The input to a search operation is a gene tree file, which contains rooted or unrooted binary gene trees in Newick format. The input files are stored in the inputData folder under the project home directory. After the input is read, the user layer invokes the appropriate search service. The output is stored as a Newick file that contains all the optimal species trees, followed by all the input gene trees, as well as the total reconciliation cost of each species tree and the reconciliation costs of the individual gene trees against the species trees. This file can be found inside the outputData folder under the project home directory. The input to a scoring operation is a scoring file, which is comprised of a rooted species tree and a collection of rooted gene trees. All trees must be binary and in Newick format. The output of the scoring service is displayed on the screen.

Results and Discussion

iGTP has an intuitive user interface that permits even novice users to immediately start gene tree parsimony analyses (see Figure 1). The interface items are divided into four categories. The File menu item allows opening and closing of input files.

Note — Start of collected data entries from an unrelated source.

use std::net::{Ipv4Addr, SocketAddr};
use std::time::Duration;

use anyhow::bail;

use crate::packet::MAX_PACKET_LEN;

pub const DEFAULT_SERVER_PORT: u16 = 69;
pub const DEFAULT_PROXY_PORT: u16 = 23;

#[derive(Debug, Clone)]
pub struct TftpConfig {
    /// The server's well-known address. The client sends requests here (unless it goes through a
    ///  proxy), the proxy forwards requests here.
    pub server_addr: SocketAddr,
    /// The address the fault-injecting proxy listens on for requests
    pub proxy_addr: SocketAddr,

    /// How long a session waits for a valid reply before it re-sends its last packet
    pub timeout: Duration,
    /// Total number of times a packet is sent before the session gives up, including the first
    ///  transmission
    pub max_retries: u32,

    /// This is part of the wire protocol and not really configurable - it is here so a
    ///  deviating setting is rejected instead of silently ignored
    pub max_packet_size: usize,

    /// On shutdown, the server stops accepting requests and gives in-flight sessions this long
    ///  to finish before closing their sockets
    pub shutdown_grace_period: Duration,
}

impl Default for TftpConfig {
    fn default() -> Self {
        TftpConfig {
            server_addr: SocketAddr::from((Ipv4Addr::UNSPECIFIED, DEFAULT_SERVER_PORT)),
            proxy_addr: SocketAddr::from((Ipv4Addr::UNSPECIFIED, DEFAULT_PROXY_PORT)),
            timeout: Duration::from_millis(5000),
            max_retries: 5,
            max_packet_size: MAX_PACKET_LEN,
            shutdown_grace_period: Duration::from_secs(10),
        }
    }
}

impl TftpConfig {
    pub fn validate(&self) -> anyhow::Result<()> {
        if self.max_retries == 0 {
            bail!("max_retries must be at least 1");
        }
        if self.timeout.is_zero() {
            bail!("timeout must be positive");
        }
        if self.max_packet_size != MAX_PACKET_LEN {
            bail!("only the standard packet size of {} bytes is supported, configured was {}", MAX_PACKET_LEN, self.max_packet_size);
        }
        Ok(())
    }

    pub fn session_config(&self) -> SessionConfig {
        SessionConfig {
            timeout: self.timeout,
            max_retries: self.max_retries,
        }
    }
}

/// The part of the configuration that a single transfer session needs
#[derive(Debug, Clone, Copy, Eq, PartialEq)]
pub struct SessionConfig {
    pub timeout: Duration,
    pub max_retries: u32,
}

#[cfg(test)]
mod tests {
    use super::*;
    use rstest::rstest;

    #[test]
    fn test_default_is_valid() {
        let config = TftpConfig::default();
        config.validate().unwrap();
        assert_eq!(config.server_addr.port(), 69);
        assert_eq!(config.session_config(), SessionConfig { timeout: Duration::from_secs(5), max_retries: 5 });
    }

    #[rstest]
    #[case::no_retries(0, Duration::from_secs(1), MAX_PACKET_LEN)]
    #[case::zero_timeout(3, Duration::ZERO, MAX_PACKET_LEN)]
    #[case::packet_size(3, Duration::from_secs(1), 1024)]
    fn test_validate_rejects(#[case] max_retries: u32, #[case] timeout: Duration, #[case] max_packet_size: usize) {
        let config = TftpConfig {
            max_retries,
            timeout,
            max_packet_size,
            ..TftpConfig::default()
        };
        assert!(config.validate().is_err());
    }
}
use serde::{Deserialize, Serialize};
use std::collections::BTreeMap;
use tracing::{debug, info};

use crate::pipeline::processing::normalize::{ensure_plus_prefix, is_normalized_phone};
use crate::types::{MergedRecord, NormalizedRecord};

/// Which fields decide that two records denote the same business
#[derive(Debug, Clone, Copy, PartialEq, Eq, Default, Serialize, Deserialize)]
#[serde(rename_all = "snake_case")]
pub enum DedupKeyShape {
    /// Normalized phone alone
    #[default]
    Phone,
    /// Phone plus address; separates branches sharing a switchboard number
    PhoneAddress,
    /// Phone plus cleaned name
    PhoneName,
}

/// How a dedup group with more than one member is resolved
#[derive(Debug, Clone, Copy, PartialEq, Eq, Default, Serialize, Deserialize)]
#[serde(rename_all = "snake_case")]
pub enum ConflictPolicy {
    /// Highest-priority record wins outright
    #[default]
    StrictPriority,
    /// Highest-priority record wins, empty fields are filled from the other members
    FieldBackfill,
}

/// What happens to records whose phone normalizes to empty
#[derive(Debug, Clone, Copy, PartialEq, Eq, Default, Serialize, Deserialize)]
#[serde(rename_all = "snake_case")]
pub enum EmptyPhonePolicy {
    /// Each one is kept as its own entity, never grouped with another
    #[default]
    Keep,
    Drop,
}

/// Merge engine configuration
#[derive(Debug, Clone, PartialEq, Eq, Serialize, Deserialize)]
#[serde(default)]
pub struct MergeConfig {
    pub key: DedupKeyShape,
    pub policy: ConflictPolicy,
    pub empty_phone: EmptyPhonePolicy,
    /// When false the combined set is only cleaned, never grouped
    pub dedup: bool,
}

impl Default for MergeConfig {
    fn default() -> Self {
        Self {
            key: DedupKeyShape::Phone,
            policy: ConflictPolicy::StrictPriority,
            empty_phone: EmptyPhonePolicy::Keep,
            dedup: true,
        }
    }
}

/// Grouping key derived from a record; ordering drives output order
#[derive(Debug, Clone, PartialEq, Eq, PartialOrd, Ord, Hash)]
pub struct DedupKey {
    pub phone: String,
    pub qualifier: Option<String>,
}

impl DedupKey {
    /// `None` when the record has no phone to key on
    pub fn for_record(record: &NormalizedRecord, shape: DedupKeyShape) -> Option<Self> {
        if record.phone.is_empty() {
            return None;
        }
        let qualifier = match shape {
            DedupKeyShape::Phone => None,
            DedupKeyShape::PhoneAddress => Some(record.address.clone()),
            DedupKeyShape::PhoneName => Some(record.name.clone()),
        };
        Some(Self {
            phone: record.phone.clone(),
            qualifier,
        })
    }
}

/// Counters describing one merge
#[derive(Debug, Clone, Default, PartialEq, Eq, Serialize)]
pub struct MergeStats {
    pub input_records: usize,
    pub groups: usize,
    /// Records discarded because a higher-priority group member won
    pub duplicates_collapsed: usize,
    pub empty_phone_kept: usize,
    pub empty_phone_dropped: usize,
    pub blank_records_dropped: usize,
    pub fields_backfilled: usize,
    pub output_records: usize,
}

#[derive(Debug, Clone)]
pub struct MergeOutcome {
    pub records: Vec<MergedRecord>,
    pub stats: MergeStats,
}

/// Trait for collapsing the combined record set into one record per entity
pub trait Conflator {
    fn merge(&self, records: Vec<NormalizedRecord>) -> MergeOutcome;
}

/// Exact-key merge engine with fixed source priority
#[derive(Debug, Clone, Default)]
pub struct MergeEngine {
    config: MergeConfig,
}

impl MergeEngine {
    pub fn new(config: MergeConfig) -> Self {
        Self { config }
    }

    /// Pick the representative of one group. `members` is non-empty.
    fn resolve_group(&self, mut members: Vec<NormalizedRecord>, stats: &mut MergeStats) -> MergedRecord {
        // Stable: equal priority keeps load order
        members.sort_by_key(|r| r.source.priority());
        let mut rest = members.split_off(1);
        let mut winner = members.remove(0);
        stats.duplicates_collapsed += rest.len();

        if self.config.policy == ConflictPolicy::FieldBackfill && !rest.is_empty() {
            stats.fields_backfilled += backfill(&mut winner, &mut rest);
        }
        winner
    }
}

/// Fill empty descriptive fields on `winner` from the first non-empty value
/// among `donors`, which are already in priority order.
fn backfill(winner: &mut NormalizedRecord, donors: &mut [NormalizedRecord]) -> usize {
    let mut filled = 0;
    let fields: [fn(&mut NormalizedRecord) -> &mut String; 3] = [
        |r| &mut r.name,
        |r| &mut r.category,
        |r| &mut r.address,
    ];
    for field in fields {
        if !field(winner).is_empty() {
            continue;
        }
        if let Some(value) = donors.iter_mut().map(field).find(|v| !v.is_empty()) {
            *field(winner) = std::mem::take(value);
            filled += 1;
        }
    }
    filled
}

impl Conflator for MergeEngine {
    fn merge(&self, records: Vec<NormalizedRecord>) -> MergeOutcome {
        let mut stats = MergeStats {
            input_records: records.len(),
            ..Default::default()
        };

        let mut groups: BTreeMap<DedupKey, Vec<NormalizedRecord>> = BTreeMap::new();
        let mut ungrouped: Vec<NormalizedRecord> = Vec::new();

        if self.config.dedup {
            for record in records {
                match DedupKey::for_record(&record, self.config.key) {
                    Some(key) => groups.entry(key).or_default().push(record),
                    None => match self.config.empty_phone {
                        EmptyPhonePolicy::Keep => {
                            stats.empty_phone_kept += 1;
                            ungrouped.push(record);
                        }
                        EmptyPhonePolicy::Drop => stats.empty_phone_dropped += 1,
                    },
                }
            }
        } else {
            ungrouped = records;
        }

        stats.groups = groups.len();
        debug!(
            "Grouped {} records into {} keys ({} ungrouped)",
            stats.input_records,
            stats.groups,
            ungrouped.len()
        );

        let mut resolved: Vec<MergedRecord> = Vec::with_capacity(groups.len() + ungrouped.len());
        for (_, members) in groups {
            resolved.push(self.resolve_group(members, &mut stats));
        }
        resolved.extend(ungrouped);

        // Combining sources can reintroduce inconsistent phone representations
        let mut output = Vec::with_capacity(resolved.len());
        for mut record in resolved {
            if !record.phone.is_empty() && !is_normalized_phone(&record.phone) {
                debug!("Renormalizing phone {:?} from {}", record.phone, record.source.as_str());
                record.phone = ensure_plus_prefix(&record.phone);
            }
            if record.is_blank() {
                stats.blank_records_dropped += 1;
                continue;
            }
            output.push(record);
        }
        stats.output_records = output.len();

        info!(
            "Merge resolved {} records into {} ({} duplicates collapsed, {} blank dropped)",
            stats.input_records, stats.output_records, stats.duplicates_collapsed, stats.blank_records_dropped
        );

        MergeOutcome {
            records: output,
            stats,
        }
    }
}

#[cfg(test)]
mod tests {
    use super::*;
    use crate::types::Source;

    fn record(source: Source, name: &str, phone: &str, category: &str, address: &str) -> NormalizedRecord {
        NormalizedRecord {
            name: name.to_string(),
            phone: phone.to_string(),
            category: category.to_string(),
            address: address.to_string(),
            source,
        }
    }

    #[test]
    fn test_google_wins_over_facebook() {
        let engine = MergeEngine::default();
        let outcome = engine.merge(vec![
            record(Source::Facebook, "Acme Inc", "+12025550123", "", ""),
            record(Source::Google, "Acme", "+12025550123", "", ""),
        ]);

        assert_eq!(outcome.records.len(), 1);
        assert_eq!(outcome.records[0].source, Source::Google);
        assert_eq!(outcome.records[0].name, "Acme");
        assert_eq!(outcome.stats.duplicates_collapsed, 1);
    }

    #[test]
    fn test_facebook_wins_over_website() {
        let engine = MergeEngine::default();
        let outcome = engine.merge(vec![
            record(Source::Website, "Site", "+1", "", "Austin"),
            record(Source::Facebook, "Page", "+1", "", ""),
        ]);
        assert_eq!(outcome.records.len(), 1);
        assert_eq!(outcome.records[0].source, Source::Facebook);
    }

    #[test]
    fn test_priority_ignores_input_order() {
        let engine = MergeEngine::default();
        let mut records = vec![
            record(Source::Website, "W", "+5", "", ""),
            record(Source::Facebook, "F", "+5", "", ""),
            record(Source::Google, "G", "+5", "", ""),
        ];
        for _ in 0..3 {
            let outcome = engine.merge(records.clone());
            assert_eq!(outcome.records[0].source, Source::Google);
            records.rotate_left(1);
        }
    }

    #[test]
    fn test_phone_address_key_separates_locations() {
        let engine = MergeEngine::new(MergeConfig {
            key: DedupKeyShape::PhoneAddress,
            ..Default::default()
        });
        let outcome = engine.merge(vec![
            record(Source::Website, "North", "+7", "", "Austin"),
            record(Source::Website, "South", "+7", "", "Dallas"),
            record(Source::Facebook, "Page", "+7", "", "Austin"),
        ]);

        assert_eq!(outcome.records.len(), 2);
        let austin = outcome.records.iter().find(|r| r.address == "Austin").unwrap();
        assert_eq!(austin.source, Source::Facebook);
    }

    #[test]
    fn test_phone_name_key() {
        let engine = MergeEngine::new(MergeConfig {
            key: DedupKeyShape::PhoneName,
            ..Default::default()
        });
        let outcome = engine.merge(vec![
            record(Source::Google, "Acme", "+7", "", ""),
            record(Source::Facebook, "Acme", "+7", "", ""),
            record(Source::Facebook, "Other", "+7", "", ""),
        ]);
        assert_eq!(outcome.records.len(), 2);
    }

    #[test]
    fn test_backfill_fills_empty_fields_from_lower_priority() {
        let engine = MergeEngine::new(MergeConfig {
            policy: ConflictPolicy::FieldBackfill,
            ..Default::default()
        });
        let outcome = engine.merge(vec![
            record(Source::Google, "Acme", "+9", "", ""),
            record(Source::Website, "Acme Site", "+9", "Shops", "Austin, Texas"),
            record(Source::Facebook, "", "+9", "Retail", ""),
        ]);

        let merged = &outcome.records[0];
        assert_eq!(merged.source, Source::Google);
        assert_eq!(merged.name, "Acme");
        // facebook outranks website for the category
        assert_eq!(merged.category, "Retail");
        assert_eq!(merged.address, "Austin, Texas");
        assert_eq!(outcome.stats.fields_backfilled, 2);
    }

    #[test]
    fn test_strict_priority_does_not_backfill() {
        let engine = MergeEngine::default();
        let outcome = engine.merge(vec![
            record(Source::Google, "Acme", "+9", "", ""),
            record(Source::Website, "", "+9", "Shops", "Austin"),
        ]);
        assert_eq!(outcome.records[0].category, "");
        assert_eq!(outcome.records[0].address, "");
    }

    #[test]
    fn test_group_without_names_keeps_empty_name() {
        let engine = MergeEngine::new(MergeConfig {
            policy: ConflictPolicy::FieldBackfill,
            ..Default::default()
        });
        let outcome = engine.merge(vec![
            record(Source::Google, "", "+3", "", ""),
            record(Source::Facebook, "", "+3", "Cafe", ""),
        ]);
        assert_eq!(outcome.records.len(), 1);
        assert_eq!(outcome.records[0].name, "");
        assert_eq!(outcome.records[0].category, "Cafe");
    }

    #[test]
    fn test_empty_phone_records_are_never_grouped() {
        let engine = MergeEngine::default();
        let outcome = engine.merge(vec![
            record(Source::Google, "A", "", "", ""),
            record(Source::Facebook, "B", "", "", ""),
        ]);
        assert_eq!(outcome.records.len(), 2);
        assert_eq!(outcome.stats.empty_phone_kept, 2);
    }

    #[test]
    fn test_empty_phone_records_can_be_dropped() {
        let engine = MergeEngine::new(MergeConfig {
            empty_phone: EmptyPhonePolicy::Drop,
            ..Default::default()
        });
        let outcome = engine.merge(vec![
            record(Source::Google, "A", "", "", ""),
            record(Source::Google, "B", "+1", "", ""),
        ]);
        assert_eq!(outcome.records.len(), 1);
        assert_eq!(outcome.stats.empty_phone_dropped, 1);
    }

    #[test]
    fn test_blank_records_are_dropped() {
        let engine = MergeEngine::default();
        let outcome = engine.merge(vec![
            record(Source::Website, "", "", "", ""),
            record(Source::Google, "", "+4", "", ""),
        ]);
        assert_eq!(outcome.records.len(), 1);
        assert_eq!(outcome.stats.blank_records_dropped, 1);
    }

    #[test]
    fn test_phone_is_renormalized() {
        let engine = MergeEngine::new(MergeConfig {
            dedup: false,
            ..Default::default()
        });
        let outcome = engine.merge(vec![record(Source::Google, "A", "4420.0", "", "")]);
        assert_eq!(outcome.records[0].phone, "+4420");
    }

    #[test]
    fn test_dedup_disabled_keeps_everything() {
        let engine = MergeEngine::new(MergeConfig {
            dedup: false,
            ..Default::default()
        });
        let outcome = engine.merge(vec![
            record(Source::Google, "A", "+1", "", ""),
            record(Source::Facebook, "A", "+1", "", ""),
        ]);
        assert_eq!(outcome.records.len(), 2);
        assert_eq!(outcome.stats.groups, 0);
    }

    #[test]
    fn test_merge_is_deterministic() {
        let engine = MergeEngine::default();
        let input = vec![
            record(Source::Facebook, "B", "+2", "", ""),
            record(Source::Google, "A", "+1", "", ""),
            record(Source::Website, "C", "", "", "x"),
            record(Source::Website, "D", "+2", "", ""),
        ];
        let first = engine.merge(input.clone()).records;
        let second = engine.merge(input).records;
        assert_eq!(first, second);
        assert_eq!(first[0].phone, "+1");
        assert_eq!(first[1].phone, "+2");
        assert_eq!(first[2].name, "C");
    }
}
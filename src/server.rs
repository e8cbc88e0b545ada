use axum::{
    extract::{Query, State},
    http::{header, Method, StatusCode},
    response::{IntoResponse, Json, Response},
    routing::{get, post},
    Router,
};
use hyper::Server;
use serde::Deserialize;
use serde_json::{json, Map, Value};
use std::io::ErrorKind;
use std::net::SocketAddr;
use std::sync::Arc;
use tower::ServiceBuilder;
use tower_http::cors::{Any, CorsLayer};
use tracing::{error, info, warn};

use crate::config::Config;
use crate::constants;
use crate::error::MergeError;
use crate::observability::metrics;
use crate::pipeline::ingestion::read_table;
use crate::pipeline::Pipeline;

#[derive(Clone)]
pub struct AppState {
    pub config: Arc<Config>,
}

/// JSON error body `{"error": ...}` with the status matching the error class
#[derive(Debug)]
pub struct ApiError {
    status: StatusCode,
    message: String,
}

impl ApiError {
    pub fn bad_request(message: impl Into<String>) -> Self {
        Self {
            status: StatusCode::BAD_REQUEST,
            message: message.into(),
        }
    }

    pub fn not_found(message: impl Into<String>) -> Self {
        Self {
            status: StatusCode::NOT_FOUND,
            message: message.into(),
        }
    }

    pub fn internal(message: impl Into<String>) -> Self {
        Self {
            status: StatusCode::INTERNAL_SERVER_ERROR,
            message: message.into(),
        }
    }
}

impl From<MergeError> for ApiError {
    fn from(e: MergeError) -> Self {
        match &e {
            MergeError::Io(io) if io.kind() == ErrorKind::NotFound => Self::not_found("File not found"),
            MergeError::Config(_) => Self::bad_request(e.to_string()),
            _ => Self::internal(e.to_string()),
        }
    }
}

impl IntoResponse for ApiError {
    fn into_response(self) -> Response {
        if self.status.is_server_error() {
            error!("{}", self.message);
        }
        (self.status, Json(json!({ "error": self.message }))).into_response()
    }
}

#[derive(Debug, Deserialize)]
pub struct DatasetQuery {
    dataset: Option<String>,
}

/// Health check endpoint
async fn health() -> impl IntoResponse {
    Json(json!({
        "status": "healthy",
        "service": "listing-merge",
        "version": env!("CARGO_PKG_VERSION")
    }))
}

/// A source or merged table as an array of row objects
async fn dataset(
    State(state): State<AppState>,
    Query(query): Query<DatasetQuery>,
) -> Result<Json<Vec<Value>>, ApiError> {
    let name = query
        .dataset
        .unwrap_or_else(|| constants::GOOGLE_SOURCE.to_string());
    let (path, delimiter, escape) = state
        .config
        .dataset_location(&name)
        .ok_or_else(|| {
            ApiError::bad_request(format!(
                "Invalid dataset type, expected one of {:?}",
                constants::get_supported_datasets()
            ))
        })?;
    info!("Loading dataset from: {}", path.display());

    let table = tokio::task::spawn_blocking(move || read_table(&path, delimiter, escape))
        .await
        .map_err(|e| ApiError::internal(e.to_string()))??;

    let rows = table
        .rows
        .into_iter()
        .map(|row| {
            let object: Map<String, Value> = table
                .headers
                .iter()
                .cloned()
                .zip(row.into_iter().map(Value::String))
                .collect();
            Value::Object(object)
        })
        .collect();
    Ok(Json(rows))
}

/// Run the merge end to end
async fn merge(State(state): State<AppState>) -> Result<Json<Value>, ApiError> {
    let report = Pipeline::run(state.config.clone())
        .await
        .map_err(|e| ApiError::internal(e.to_string()))?;
    Ok(Json(json!({
        "message": format!(
            "Merged dataset saved as: {} ({} records)",
            report.output.display(),
            report.stats.output_records
        ),
        "run_id": report.run_id,
    })))
}

/// The configured JSON document, unchanged
async fn static_json(State(state): State<AppState>) -> Result<Response, ApiError> {
    let path = state.config.static_json_file.clone();
    let body = match tokio::fs::read_to_string(&path).await {
        Ok(body) => body,
        Err(e) if e.kind() == ErrorKind::NotFound => return Err(ApiError::not_found("File not found")),
        Err(e) => return Err(ApiError::internal(e.to_string())),
    };
    if let Err(e) = serde_json::from_str::<Value>(&body) {
        warn!("{} is not valid JSON: {}", path.display(), e);
        return Err(ApiError::internal(e.to_string()));
    }
    Ok(([(header::CONTENT_TYPE, "application/json")], body).into_response())
}

async fn metrics_text() -> Response {
    match metrics::render() {
        Some(body) => ([(header::CONTENT_TYPE, "text/plain; version=0.0.4")], body).into_response(),
        None => (StatusCode::SERVICE_UNAVAILABLE, "metrics recorder not installed").into_response(),
    }
}

/// Create the HTTP server with all routes
pub fn create_server(config: Arc<Config>) -> Router {
    let cors = CorsLayer::new()
        .allow_origin(Any)
        .allow_methods([Method::GET, Method::POST])
        .allow_headers(Any);

    Router::new()
        .route("/health", get(health))
        .route("/dataset", get(dataset))
        .route("/merge", post(merge))
        .route("/static-json", get(static_json))
        .route("/metrics", get(metrics_text))
        .with_state(AppState { config })
        .layer(ServiceBuilder::new().layer(cors))
}

/// Start the HTTP server on the configured port
pub async fn start_server(config: Arc<Config>) -> anyhow::Result<()> {
    let port = config.server.port;
    let app = create_server(config);

    let addr = SocketAddr::from(([0, 0, 0, 0], port));

    info!("🚀 HTTP server running on http://localhost:{port}");
    info!("💚 Health check: http://localhost:{port}/health");

    Server::bind(&addr).serve(app.into_make_service()).await?;

    Ok(())
}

The Analysis menu item provides searching and scoring options. The user can customize the tree search by setting available options under the Options menu item. The Help menu item assists users with options available in iGTP. Moreover, tooltips are provided extensively to describe menu items over which the cursor is hovering.

A basic (customization-free) tree search in iGTP consists of two steps: opening a gene tree file and triggering the appropriate search option (duplication, duplication-loss, or deep coalescence). The Input File Statistics Table, generated in the first step, lists each tree in the input gene tree file with its leaf count and rooting status; the tree itself can be displayed by clicking its View button. A successful tree search renders the Output Folder Statistics Table, listing the names of the generated output files and the scores of its species trees. Note that, in a basic execution of tree search, only one output file is generated. However, as described under "Customization Options", iGTP can run multiple replicates, leading to multiple output files. Each such file can be examined by clicking on its name. This displays the file's Output File Statistics Table, which lists the generated species tree followed by the input gene trees with their scores and rooting statuses. Trees can be displayed by clicking their View buttons (see Figure 1 and 3). A Log window displays the selections made in the drop-down menu options, and updates the user with intermediate results of the GTP search in real time.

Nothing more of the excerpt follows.